Task item – Your response should consist solely of the lines from the one containing "messages line up." through the end of the data, copied exactly.

Records from a collection –
-*-

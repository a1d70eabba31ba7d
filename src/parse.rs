use scraper::{ElementRef, Html, Selector};

use crate::record::{Label, ProductRecord};
use crate::{Error, Result, EXPECTED_PRODUCTS_PER_PAGE};

// Single-class markers match any element carrying that class. Markers with a space match the
// whole class attribute, the way they appear in markup.
const CONTAINER: &str = r#"div[class="DOjaWF gdgoEp"]"#;
/// The site uses a different block for grid, list and compact layouts.
const PRODUCT_BLOCKS: &[&str] = &["div.tUxRFH", "div.slAVV4", r#"div[class="_1sdMkc LFEi7Z"]"#];
const NAME: &[&str] = &["div.KzDlHZ", "a.wjcEIp, a.WKTcLC"];
const PRICE: &[&str] = &["div.Nx9bqj"];
const DISCOUNT: &[&str] = &["div.UkUFwK"];
const RATING: &[&str] = &["div.XQDdHH"];

/// Turns a results page into product records.
/// Selectors are compiled once and reused for every page.
#[derive(Debug)]
pub struct Extractor {
    container: Selector,
    product: Selector,
    name: Vec<Selector>,
    price: Vec<Selector>,
    discount: Vec<Selector>,
    rating: Vec<Selector>,
}

impl Extractor {
    pub fn new() -> Result<Self> {
        Ok(Self {
            container: create_selector(CONTAINER)?,
            product: create_selector(&PRODUCT_BLOCKS.join(", "))?,
            name: create_selectors(NAME)?,
            price: create_selectors(PRICE)?,
            discount: create_selectors(DISCOUNT)?,
            rating: create_selectors(RATING)?,
        })
    }

    /// Extracts every product block in the listing container, in document order.
    /// Missing container means an empty page. Missing or malformed fields degrade per field
    /// and never stop the rest of the block or the page.
    pub fn extract(&self, html: &str) -> Vec<ProductRecord> {
        let doc = Html::parse_document(html);

        let Some(container) = doc.select(&self.container).next() else {
            return Vec::new();
        };

        let mut records = Vec::with_capacity(EXPECTED_PRODUCTS_PER_PAGE);
        for product in container.select(&self.product) {
            records.push(self.extract_product(product));
        }
        records
    }

    fn extract_product(&self, product: ElementRef) -> ProductRecord {
        let name = first_text(product, &self.name)
            .map(Label::Text)
            .unwrap_or(Label::NotAvailable);
        let price = first_text(product, &self.price).and_then(|text| parse_price(&text));
        let discount = first_text(product, &self.discount)
            .map(|text| Label::Text(strip_discount(&text)))
            .unwrap_or(Label::NotAvailable);
        let rating = first_text(product, &self.rating).and_then(|text| parse_rating(&text));

        ProductRecord {
            name,
            price,
            discount,
            rating,
        }
    }
}

/// Tries the candidates in order and returns the trimmed text of the first element found.
fn first_text(scope: ElementRef, candidates: &[Selector]) -> Option<String> {
    candidates
        .iter()
        .find_map(|sel| scope.select(sel).next())
        .map(|el| el.text().collect::<String>().trim().to_string())
}

/// `"₹1,299"` -> `1299.0`. Anything that isn't a finite number after cleanup is `None`.
pub fn parse_price(text: &str) -> Option<f64> {
    let cleaned = text.trim().replace(['₹', ','], "");
    parse_number(&cleaned)
}

pub fn parse_rating(text: &str) -> Option<f64> {
    parse_number(text)
}

/// `"50% off"` -> `"50%"`.
pub fn strip_discount(text: &str) -> String {
    text.trim().replace("off", "").trim().to_string()
}

#[inline]
fn parse_number(text: &str) -> Option<f64> {
    text.trim()
        .parse::<f64>()
        .ok()
        .filter(|n| n.is_finite())
}

#[inline]
fn create_selector(sel_str: &str) -> Result<Selector> {
    Selector::parse(sel_str).map_err(|_| Error::InvalidSelector(sel_str.into()))
}

fn create_selectors(sel_strs: &[&str]) -> Result<Vec<Selector>> {
    sel_strs.iter().map(|s| create_selector(s)).collect()
}
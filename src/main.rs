use std::path::PathBuf;
use std::time::Duration;

use chrono::Local;
use clap::Parser;
use listscrap::report::{self, DEFAULT_PRICE_BINS};
use listscrap::{info_time, process::process_site, warn_time, Result, ResultTable, ScrapeConfig, ScrapeRequest};

const DEFAULT_URL: &str = "https://www.flipkart.com/search?q=t+shirts";

#[derive(Parser, Debug)]
#[command(author, version, about)]
struct Args {
    /// Search results URL to scrape
    #[arg(value_name = "URL", conflicts_with = "url")]
    target: Option<String>,

    /// Same as the positional URL
    #[arg(long)]
    url: Option<String>,

    /// Number of result pages, starting from page 1
    #[arg(long, default_value_t = 1)]
    pages: usize,

    /// Pause after every page (ms)
    #[arg(long, default_value_t = 1000)]
    delay_ms: u64,

    /// Where to write the scraped table as JSON
    #[arg(long, default_value = "products.json")]
    out: PathBuf,

    /// Leaderboard and word list length
    #[arg(long, default_value_t = report::DEFAULT_TOP)]
    top: usize,

    /// Scraping proxy endpoint
    #[arg(long)]
    proxy: Option<String>,
}

impl Args {
    fn search_url(&self) -> String {
        self.target
            .clone()
            .or_else(|| self.url.clone())
            .unwrap_or_else(|| DEFAULT_URL.to_string())
    }
}

#[tokio::main]
async fn main() -> Result<()> {
    let start_time = Local::now();
    let args = Args::parse();

    let mut config = ScrapeConfig::from_env().with_page_delay(Duration::from_millis(args.delay_ms));
    if let Some(proxy) = args.proxy.as_deref() {
        config = config.with_proxy_endpoint(proxy);
    }
    if config.api_key.is_none() {
        warn_time!("SCRAPER_API_KEY is not set, every page request will fail.");
    }

    let request = ScrapeRequest::new(args.search_url(), args.pages)?;
    let table = process_site(&config, &request).await?;

    if table.is_empty() {
        warn_time!("No data was scraped. Please check the URL and try again.");
    } else {
        print_report(&table, args.top);
        let local_now = Local::now();
        table.write_json(&args.out).await?;
        info_time!(local_now, "Wrote the results to file: {}", args.out.display());
    }
    info_time!(start_time, "Full program time:");

    Ok(())
}

fn print_report(table: &ResultTable, top: usize) {
    let summary = report::summary(table);
    println!("\n== Key Performance Indicators");
    println!("Total Products : {}", summary.total_products);
    match summary.average_price {
        Some(avg) => println!("Average Price  : ₹{avg:.2}"),
        None => println!("Average Price  : N/A"),
    }
    match summary.average_rating {
        Some(avg) => println!("Average Rating : {avg:.2}/5"),
        None => println!("Average Rating : N/A"),
    }

    println!("\n== Price Distribution");
    for bin in report::price_histogram(table, DEFAULT_PRICE_BINS) {
        println!("₹{:>10.2} - ₹{:>10.2} : {}", bin.start, bin.end, "#".repeat(bin.count));
    }
    if let Some(q) = report::price_quartiles(table) {
        println!(
            "min ₹{:.2} | q1 ₹{:.2} | median ₹{:.2} | q3 ₹{:.2} | max ₹{:.2}",
            q.min, q.q1, q.median, q.q3, q.max
        );
    }

    println!("\n== Rating Analysis");
    for (rating, count) in report::rating_counts(table) {
        println!("{rating:.1} : {count}");
    }

    println!("\n== Top {top} expensive products");
    for record in report::top_by_price(table, top) {
        println!("₹{:>10.2}  {}", record.price.unwrap_or_default(), record.name);
    }
    println!("\n== Top {top} rated products");
    for record in report::top_by_rating(table, top) {
        println!("{:>4.1}  {}", record.rating.unwrap_or_default(), record.name);
    }

    println!("\n== Product Name Analytics");
    let words = report::word_frequencies(table, top);
    if words.is_empty() {
        warn_time!("No product names available for text analysis");
    }
    for (word, count) in words {
        println!("{word:<20} {count}");
    }
}
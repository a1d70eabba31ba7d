//! Timestamped logging. `info_time!` goes to stdout, `warn_time!` to stderr.

use chrono::{DateTime, Local};

/// Current local time, padded so messages line up.
#[doc(hidden)]
pub fn stamp() -> String {
    format!("{:<30}", Local::now())
}

/// Seconds since `since`, with microsecond precision.
#[doc(hidden)]
pub fn elapsed_secs(since: DateTime<Local>) -> f64 {
    (Local::now() - since)
        .num_microseconds()
        .map(|n| n as f64 / 1_000_000.0)
        .unwrap_or(0.0)
}

/// Logs a line with the current time. Pass a start time first to append how long it took.
/// ```ignore
/// info_time!("page {}", 1);
/// let started = Local::now();
/// info_time!(started, "page {} done", 1);
/// ```
#[macro_export]
macro_rules! info_time {
    ($strfm:literal $(,)? $($arg:expr),*) => {
        println!("{} : INFO {}", $crate::macros::stamp(), format!($strfm, $($arg),*))
    };
    ($time:expr, $strfm:literal $(,)? $($arg:expr),*) => {
        println!(
            "{} : INFO {} (took {:.3} sec)",
            $crate::macros::stamp(),
            format!($strfm, $($arg),*),
            $crate::macros::elapsed_secs($time)
        )
    };
}

/// For failures that are reported and then skipped.
#[macro_export]
macro_rules! warn_time {
    ($strfm:literal $(,)? $($arg:expr),*) => {
        eprintln!("{} : WARN {}", $crate::macros::stamp(), format!($strfm, $($arg),*))
    };
}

-*-

Exercise result –
/// Current local time, padded so messages line up.
#[doc(hidden)]
pub fn stamp() -> String {
    format!("{:<30}", Local::now())
}

/// Seconds since `since`, with microsecond precision.
#[doc(hidden)]
pub fn elapsed_secs(since: DateTime<Local>) -> f64 {
    (Local::now() - since)
        .num_microseconds()
        .map(|n| n as f64 / 1_000_000.0)
        .unwrap_or(0.0)
}

/// Logs a line with the current time. Pass a start time first to append how long it took.
/// ```ignore
/// info_time!("page {}", 1);
/// let started = Local::now();
/// info_time!(started, "page {} done", 1);
/// ```
#[macro_export]
macro_rules! info_time {
    ($strfm:literal $(,)? $($arg:expr),*) => {
        println!("{} : INFO {}", $crate::macros::stamp(), format!($strfm, $($arg),*))
    };
    ($time:expr, $strfm:literal $(,)? $($arg:expr),*) => {
        println!(
            "{} : INFO {} (took {:.3} sec)",
            $crate::macros::stamp(),
            format!($strfm, $($arg),*),
            $crate::macros::elapsed_secs($time)
        )
    };
}

/// For failures that are reported and then skipped.
#[macro_export]
macro_rules! warn_time {
    ($strfm:literal $(,)? $($arg:expr),*) => {
        eprintln!("{} : WARN {}", $crate::macros::stamp(), format!($strfm, $($arg),*))
    };
}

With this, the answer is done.